Белянчиков неодобрительно хмыкнул. Он слыл в управлении ярым поборником научных методов розыска и скептически относился к «королям сыска».
На пятидесятом километре Приморского шоссе, у Дома композиторов, их ждал «газик» Зеленогорского райотдела. Незнакомый Корнилову молодой майор доложил, что рядом с домом, где видели Самарцева, устроена засада.
— Что будем делать? — спросил Игорь Васильевич.
Майор пожал плечами.
— Мы вас ждали, товарищ подполковник. Сами не решились что-то предпринимать. Засаду вот устроили...
— Засада — это хорошо. А что дальше? Идти с обыском? Ждать утра?
Майор молчал.
— Не стесняйтесь, давайте свои предложения! Вы же лучше нас обстановку знаете.
— Я думаю, надо сейчас нагрянуть. Вдруг он сегодня не ночует. Будем ждать — темп потеряем.
— Молодец, майор, — удовлетворенно сказал Корнилов. — Темп, темп! У нас времени мало осталось. Где тот участковый инспектор, что Самарцева опознал?
— Зуев, давай к нам! — крикнул майор.
Из машины вылез невысокий толстячок в форме. Козырнул.
— Старший лейтенант Зуев.
Похож он был скорее на молодого доктора, чем на милиционера. Круглое, мягкое лицо, большие роговые очки.
— Вы опознали Самарцева? — спросил Корнилов.
Зуев кивнул.
— Ошибки быть не может?
— Исключено. У меня зрительная память хорошая.
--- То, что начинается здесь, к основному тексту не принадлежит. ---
//! Column typing for the three raw input tables.
//!
//! Each cleaner takes ownership of a frame, fixes up column types, and hands the
//! same frame back. Call [`start_pipeline`] first when the caller needs to keep
//! its original.

use polars::prelude::*;

use crate::domain::frame::{categorize, column, has_column};
use crate::domain::schema;
use crate::error::{TableError, TableResult};
use crate::transform::{log_frame, timed};

/// Date formats accepted in the calendar's `date` column, tried in order.
const DATE_FORMATS: [&str; 4] = ["%Y-%m-%d", "%Y/%m/%d", "%d/%m/%Y", "%d-%m-%Y"];

/// Head of a transform chain: an independent copy of `frame`.
pub fn start_pipeline(frame: &DataFrame) -> TableResult<DataFrame> {
    timed("start_pipeline", || Ok(frame.clone()))
}

/// Constrain `store_id` to a categorical domain.
pub fn clean_sell_price(frame: DataFrame) -> TableResult<DataFrame> {
    log_frame("clean_sell_price", |mut frame: DataFrame| -> TableResult<DataFrame> {
        categorize(&mut frame, schema::STORE_ID)?;
        Ok(frame)
    })(frame)
}

/// Constrain `dept_id` to a categorical domain.
pub fn clean_sales(frame: DataFrame) -> TableResult<DataFrame> {
    log_frame("clean_sales", |mut frame: DataFrame| -> TableResult<DataFrame> {
        categorize(&mut frame, schema::DEPT_ID)?;
        Ok(frame)
    })(frame)
}

/// Parse dates, derive calendar parts, and categorise events.
///
/// Derived columns:
/// - `weekday`: English day name
/// - `wday`: days since Monday (Monday = 0, Sunday = 6)
/// - `month`, `year`
///
/// The `date` column becomes a `Date` column and rows end up sorted by it
/// (stable, so same-day rows keep their order). Running this on an already
/// cleaned calendar reproduces it unchanged.
pub fn clean_calendar(frame: DataFrame) -> TableResult<DataFrame> {
    log_frame("clean_calendar", |mut frame: DataFrame| -> TableResult<DataFrame> {
        parse_dates(&mut frame)?;
        for name in schema::EVENT_COLUMNS {
            if has_column(&frame, name) {
                categorize(&mut frame, name)?;
            }
        }

        let date = || col(schema::DATE).dt();
        let frame = frame
            .lazy()
            .with_columns([
                date().strftime("%A").alias(schema::WEEKDAY),
                (date().weekday() - lit(1))
                    .cast(DataType::Int32)
                    .alias(schema::WDAY),
                date().month().cast(DataType::Int32).alias(schema::MONTH),
                date().year().cast(DataType::Int32).alias(schema::YEAR),
            ])
            .sort(
                [schema::DATE],
                SortMultipleOptions::default().with_maintain_order(true),
            )
            .collect()?;
        Ok(frame)
    })(frame)
}

/// Replace the text `date` column with parsed dates. A column that is already
/// typed as dates is kept.
fn parse_dates(frame: &mut DataFrame) -> TableResult<()> {
    let raw = column(frame, schema::DATE)?;
    if raw.dtype().is_date() {
        return Ok(());
    }
    let raw = raw.cast(&DataType::String)?;

    let attempts: Vec<Expr> = DATE_FORMATS
        .iter()
        .map(|format| {
            col(schema::DATE).str().to_date(StrptimeOptions {
                format: Some((*format).into()),
                strict: false,
                exact: true,
                cache: true,
            })
        })
        .collect();
    let parsed = DataFrame::new(vec![raw.clone()])?
        .lazy()
        .select([coalesce(&attempts).alias(schema::DATE)])
        .collect()?;
    let parsed = column(&parsed, schema::DATE)?;

    if let Some(row) = parsed.date()?.as_date_iter().position(|d| d.is_none()) {
        return Err(TableError::ParseError {
            column: schema::DATE.to_string(),
            row,
            value: raw.str()?.get(row).unwrap_or_default().to_string(),
        });
    }
    frame.with_column(parsed.clone())?;
    Ok(())
}

#[cfg(test)]
mod tests {
    use super::*;
    use crate::domain::frame::text_values;

    fn calendar(dates: &[&str]) -> DataFrame {
        let n = dates.len();
        let days: Vec<String> = (1..=n).map(|i| format!("d_{i}")).collect();
        let mut columns = vec![
            Column::new("date".into(), dates),
            Column::new("d".into(), days),
        ];
        for name in schema::EVENT_COLUMNS {
            columns.push(Column::new(name.into(), vec![None::<&str>; n]));
        }
        DataFrame::new(columns).unwrap()
    }

    fn prices() -> DataFrame {
        DataFrame::new(vec![
            Column::new("store_id".into(), ["CA_1", "TX_2", "CA_1"]),
            Column::new("item_id".into(), ["A", "B", "C"]),
            Column::new("sell_price".into(), [1.0, 2.5, 0.5]),
        ])
        .unwrap()
    }

    fn ints(frame: &DataFrame, name: &str) -> Vec<Option<i64>> {
        let values = frame.column(name).unwrap().cast(&DataType::Int64).unwrap();
        values.i64().unwrap().into_iter().collect()
    }

    #[test]
    fn start_pipeline_copies_without_changes() {
        let original = prices();
        let copy = start_pipeline(&original).unwrap();
        assert_eq!(copy, original);

        let cleaned = clean_sell_price(copy).unwrap();
        assert!(cleaned.column("store_id").unwrap().dtype().is_categorical());
        assert_eq!(original.column("store_id").unwrap().dtype(), &DataType::String);
    }

    #[test]
    fn clean_sell_price_only_touches_store_id() {
        let original = prices();
        let cleaned = clean_sell_price(original.clone()).unwrap();

        assert_eq!(cleaned.shape(), original.shape());
        assert_eq!(cleaned.get_column_names(), original.get_column_names());
        assert_eq!(cleaned.column("item_id").unwrap().dtype(), &DataType::String);
        assert_eq!(cleaned.column("sell_price").unwrap().dtype(), &DataType::Float64);
        assert!(cleaned.column("store_id").unwrap().dtype().is_categorical());
        assert_eq!(
            text_values(&cleaned, "store_id").unwrap(),
            text_values(&original, "store_id").unwrap()
        );
    }

    #[test]
    fn clean_sell_price_requires_store_id() {
        let frame = prices().drop("store_id").unwrap();
        assert!(matches!(
            clean_sell_price(frame),
            Err(TableError::MissingColumn(name)) if name == "store_id"
        ));
    }

    #[test]
    fn clean_sales_categorises_dept_and_is_idempotent() {
        let frame = DataFrame::new(vec![
            Column::new("id".into(), ["A_validation", "B_validation"]),
            Column::new("dept_id".into(), ["FOODS_1", "HOBBIES_1"]),
            Column::new("d_1".into(), [0i64, 3]),
        ])
        .unwrap();
        let once = clean_sales(frame).unwrap();
        assert!(once.column("dept_id").unwrap().dtype().is_categorical());
        assert_eq!(once.column("d_1").unwrap().dtype(), &DataType::Int64);
        let twice = clean_sales(once.clone()).unwrap();
        assert_eq!(twice, once);
        assert!(twice.column("dept_id").unwrap().dtype().is_categorical());
    }

    #[test]
    fn clean_calendar_derives_parts_from_date() {
        let cleaned = clean_calendar(calendar(&["2016-01-02", "2016-01-04"])).unwrap();

        assert_eq!(cleaned.column("date").unwrap().dtype(), &DataType::Date);
        assert_eq!(
            text_values(&cleaned, "weekday").unwrap(),
            [Some("Saturday".to_string()), Some("Monday".to_string())]
        );
        assert_eq!(ints(&cleaned, "wday"), [Some(5), Some(0)]);
        assert_eq!(ints(&cleaned, "month"), [Some(1), Some(1)]);
        assert_eq!(ints(&cleaned, "year"), [Some(2016), Some(2016)]);
    }

    #[test]
    fn clean_calendar_accepts_alternate_formats() {
        let cleaned = clean_calendar(calendar(&["2011/01/29", "30/01/2011"])).unwrap();
        assert_eq!(
            text_values(&cleaned, "date").unwrap(),
            [Some("2011-01-29".to_string()), Some("2011-01-30".to_string())]
        );
    }

    #[test]
    fn clean_calendar_treats_missing_events_as_missing_categories() {
        let cleaned = clean_calendar(calendar(&["2011-01-29"])).unwrap();
        let events = cleaned.column("event_name_1").unwrap();
        assert!(events.dtype().is_categorical());
        assert_eq!(events.null_count(), 1);
        assert_eq!(
            text_values(&cleaned, "weekday").unwrap(),
            [Some("Saturday".to_string())]
        );
    }

    #[test]
    fn clean_calendar_sorts_rows_chronologically() {
        let raw = calendar(&["2011-02-01", "2011-01-30", "2011-01-31"]);
        let cleaned = clean_calendar(raw).unwrap();
        assert_eq!(
            text_values(&cleaned, "date").unwrap(),
            [
                Some("2011-01-30".to_string()),
                Some("2011-01-31".to_string()),
                Some("2011-02-01".to_string()),
            ]
        );
        assert_eq!(text_values(&cleaned, "d").unwrap()[0].as_deref(), Some("d_2"));
    }

    #[test]
    fn clean_calendar_twice_is_identical() {
        let once = clean_calendar(calendar(&["2011-01-29", "2011-01-30"])).unwrap();
        let twice = clean_calendar(once.clone()).unwrap();
        assert_eq!(twice.get_column_names(), once.get_column_names());
        assert_eq!(twice, once);
    }

    #[test]
    fn clean_calendar_rejects_bad_dates() {
        let err = clean_calendar(calendar(&["2011-01-29", "not a date"])).unwrap_err();
        match err {
            TableError::ParseError { row, value, .. } => {
                assert_eq!(row, 1);
                assert_eq!(value, "not a date");
            }
            other => panic!("unexpected: {other:?}"),
        }
    }

    #[test]
    fn clean_calendar_without_date_fails() {
        let frame = calendar(&["2011-01-29"]).drop("date").unwrap();
        assert!(matches!(
            clean_calendar(frame),
            Err(TableError::MissingColumn(name)) if name == "date"
        ));
    }
}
Я этого парня несколько раз у сорок четвертого дома встречал.
— Вы уверены, что Самарцев сейчас ночует там?
— Нет, не уверен. — Зуев говорил очень спокойно.
— А может быть, он в этот дом просто в гости приезжал? — с сомнением спросил Корнилов.
— Нет, он ночевал там, — уверенно ответил Зуев. — Я его однажды рано утром встретил. По дороге на станцию.
— Ну-ну, — пробормотал Корнилов. Чрезмерная уверенность лейтенанта немножко смущала его. — Расположение комнат в доме вы хорошо знаете?
— Хорошо. — Зуев вытащил из кармана сложенный вчетверо лист бумаги.